1. A fruta do monge pode substituir o açúcar em qualquer receita?
Não em todas. Em suma, o extrato adoça muito, mas não fornece volume, textura ou caramelização como o açúcar. Portanto, em bolos, pães e doces que dependem da estrutura do açúcar, é comum combinar a fruta do monge com outros ingredientes (farinhas, fibras, polióis) ou substituir apenas parte do açúcar.

2. Pessoas com diabetes podem consumir fruta do monge?
De modo geral, sim, porque o extrato não oferece praticamente calorias nem carboidratos absorvíveis. Entretanto, cada caso exige avaliação individual. Então, quem tem diabetes deve consultar nutricionista ou médico para ajustar a quantidade, observar a resposta glicêmica e verificar outros ingredientes presentes no produto industrializado.

3. A fruta do monge causa efeitos colaterais?
Os estudos disponíveis indicam boa tolerância em quantidades usuais. Entretanto, algumas pessoas podem sentir desconforto gastrointestinal se consomem produtos combinados com polióis (como eritritol), que em excesso causam gases ou distensão abdominal. Portanto, vale iniciar com pequenas quantidades e observar a resposta do organismo.

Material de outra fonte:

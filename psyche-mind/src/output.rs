//! The turn result returned to callers.

use std::collections::BTreeMap;

use serde::{Deserialize, Serialize};

use psyche_core::context::Familiarity;
use psyche_core::types::EmotionalState;

/// Diagnostics attached to every turn.
#[derive(Debug, Clone, PartialEq, Serialize, Deserialize)]
pub struct DebugInfo {
    /// Selected action style.
    pub action_style: String,
    /// Utilities used for selection (learned bias applied).
    pub utility_scores: BTreeMap<String, f64>,
    /// Utilities straight from the model.
    pub raw_utility_scores: BTreeMap<String, f64>,
    /// Selection probability per style.
    pub probabilities: BTreeMap<String, f64>,
    /// Dominant effective traits, strongest first.
    pub top_traits: Vec<(String, f64)>,
    /// Familiarity derived in the memory stage.
    pub familiarity: Familiarity,
    /// True when the fallback replaced the generated output.
    pub degraded: bool,
    /// Why the fallback was used.
    #[serde(default, skip_serializing_if = "Option::is_none")]
    pub failure: Option<String>,
    /// Time spent in the generation call.
    pub generation_ms: u64,
}

/// A completed turn.
#[derive(Debug, Clone, PartialEq, Serialize, Deserialize)]
pub struct TurnOutput {
    /// In-character output.
    pub stylized_output: String,
    /// Plain-language rendering; only present when the gate allows it.
    pub human_translation: Option<String>,
    /// Translation gate verdict.
    pub can_translate: bool,
    /// Which stat conditions blocked translation.
    pub translation_hint: Option<String>,
    /// Emotion after this turn.
    pub emotional_state: EmotionalState,
    /// Diagnostics.
    pub debug_info: DebugInfo,
}
//! Action style selection.
//!
//! Stochastic selection draws from a temperature-scaled softmax using an
//! injected RNG; deterministic selection takes the arg-max, with ties going
//! to the style listed first in configuration.

use rand::Rng;
use rand::distributions::{Distribution, WeightedIndex};
use serde::{Deserialize, Serialize};

use crate::error::{PsycheError, Result};
use crate::types::ActionStyle;
use crate::utility::UtilityScores;

/// Temperatures at or below this select the arg-max outright.
pub const MIN_TEMPERATURE: f64 = 1e-6;

/// How utilities become a choice.
#[derive(Debug, Clone, Copy, PartialEq, Serialize, Deserialize)]
#[serde(tag = "policy", rename_all = "snake_case")]
pub enum SelectionPolicy {
    /// Softmax sampling at temperature `T`.
    Stochastic {
        /// `T`; must be positive.
        temperature: f64,
    },
    /// Arg-max, first style wins ties.
    Deterministic,
}

/// Index of the largest value; the lowest index wins ties. NaN never wins.
#[must_use]
pub fn argmax(values: &[f64]) -> Option<usize> {
    let mut best: Option<(usize, f64)> = None;
    for (i, v) in values.iter().enumerate() {
        if v.is_nan() {
            continue;
        }
        match best {
            Some((_, b)) if *v <= b => {}
            _ => best = Some((i, *v)),
        }
    }
    best.map(|(i, _)| i)
}

/// Temperature-scaled softmax, stabilised by subtracting the maximum.
///
/// A temperature at or below [`MIN_TEMPERATURE`] yields a one-hot vector on
/// the arg-max. Empty input yields an empty vector.
#[must_use]
pub fn softmax(values: &[f64], temperature: f64) -> Vec<f64> {
    let Some(best) = argmax(values) else {
        return vec![0.0; values.len()];
    };
    if temperature <= MIN_TEMPERATURE || !temperature.is_finite() {
        let mut one_hot = vec![0.0; values.len()];
        one_hot[best] = 1.0;
        return one_hot;
    }
    let max = values[best];
    let exps: Vec<f64> = values
        .iter()
        .map(|v| if v.is_nan() { 0.0 } else { ((v - max) / temperature).exp() })
        .collect();
    // exps[best] == 1, so the sum is at least 1.
    let total: f64 = exps.iter().sum();
    exps.into_iter().map(|e| e / total).collect()
}

/// Shannon entropy in nats.
#[must_use]
pub fn entropy(probabilities: &[f64]) -> f64 {
    probabilities
        .iter()
        .filter(|p| **p > 0.0)
        .map(|p| -p * p.ln())
        .sum()
}

/// Outcome of one selection.
#[derive(Debug, Clone, PartialEq, Serialize, Deserialize)]
pub struct Selection {
    /// Chosen style.
    pub style: ActionStyle,
    /// Its position in the configured order.
    pub index: usize,
    /// Probability per style (one-hot for the deterministic policy).
    pub probabilities: Vec<f64>,
}

/// Applies a [`SelectionPolicy`] to utility scores.
#[derive(Debug, Clone, Copy)]
pub struct ActionSelector {
    policy: SelectionPolicy,
}

impl ActionSelector {
    /// Validate the policy.
    ///
    /// # Errors
    /// Returns `PsycheError::Config` for a non-positive or non-finite
    /// stochastic temperature.
    pub fn new(policy: SelectionPolicy) -> Result<Self> {
        if let SelectionPolicy::Stochastic { temperature } = policy {
            if !(temperature.is_finite() && temperature > 0.0) {
                return Err(PsycheError::Config(format!(
                    "stochastic temperature must be positive, got {temperature}"
                )));
            }
        }
        Ok(Self { policy })
    }

    /// Active policy.
    #[must_use]
    pub fn policy(&self) -> SelectionPolicy {
        self.policy
    }

    /// Selection probabilities for these scores under the active policy.
    #[must_use]
    pub fn probabilities(&self, scores: &UtilityScores) -> Vec<f64> {
        let values = scores.values();
        match self.policy {
            SelectionPolicy::Stochastic { temperature } => softmax(&values, temperature),
            SelectionPolicy::Deterministic => softmax(&values, 0.0),
        }
    }

    /// Pick a style. `rng` is only consulted by the stochastic policy.
    ///
    /// # Errors
    /// Returns `PsycheError::Validation` when there are no scores or every
    /// score is NaN.
    pub fn select<R: Rng + ?Sized>(
        &self,
        scores: &UtilityScores,
        rng: &mut R,
    ) -> Result<Selection> {
        let values = scores.values();
        let best = argmax(&values)
            .ok_or_else(|| PsycheError::Validation("no utility scores to select from".into()))?;
        let probabilities = self.probabilities(scores);

        let index = match self.policy {
            SelectionPolicy::Deterministic => best,
            SelectionPolicy::Stochastic { .. } => WeightedIndex::new(&probabilities)
                .map(|dist| dist.sample(rng))
                .unwrap_or(best),
        };
        let style = scores.styles().swap_remove(index);
        Ok(Selection {
            style,
            index,
            probabilities,
        })
    }
}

4. Crianças podem consumir adoçante de fruta do monge?
Podem, desde que o uso ocorra com moderação e dentro de um plano alimentar equilibrado. Em suma, a prioridade para crianças deve focar alimentos in natura e minimamente processados. Então, o adoçante de fruta do monge serve mais como estratégia pontual para reduzir açúcar em preparações específicas, sempre com orientação de pediatra ou nutricionista.

5. A fruta do monge engorda?
O extrato praticamente não fornece calorias, portanto tende a não contribuir para ganho de peso de forma direta. Entretanto, o contexto importa: bebidas e receitas adoçadas com fruta do monge ainda podem conter gorduras, farinhas e outros ingredientes calóricos. Então, o controle do peso depende principalmente do conjunto da dieta e do equilíbrio energético diário.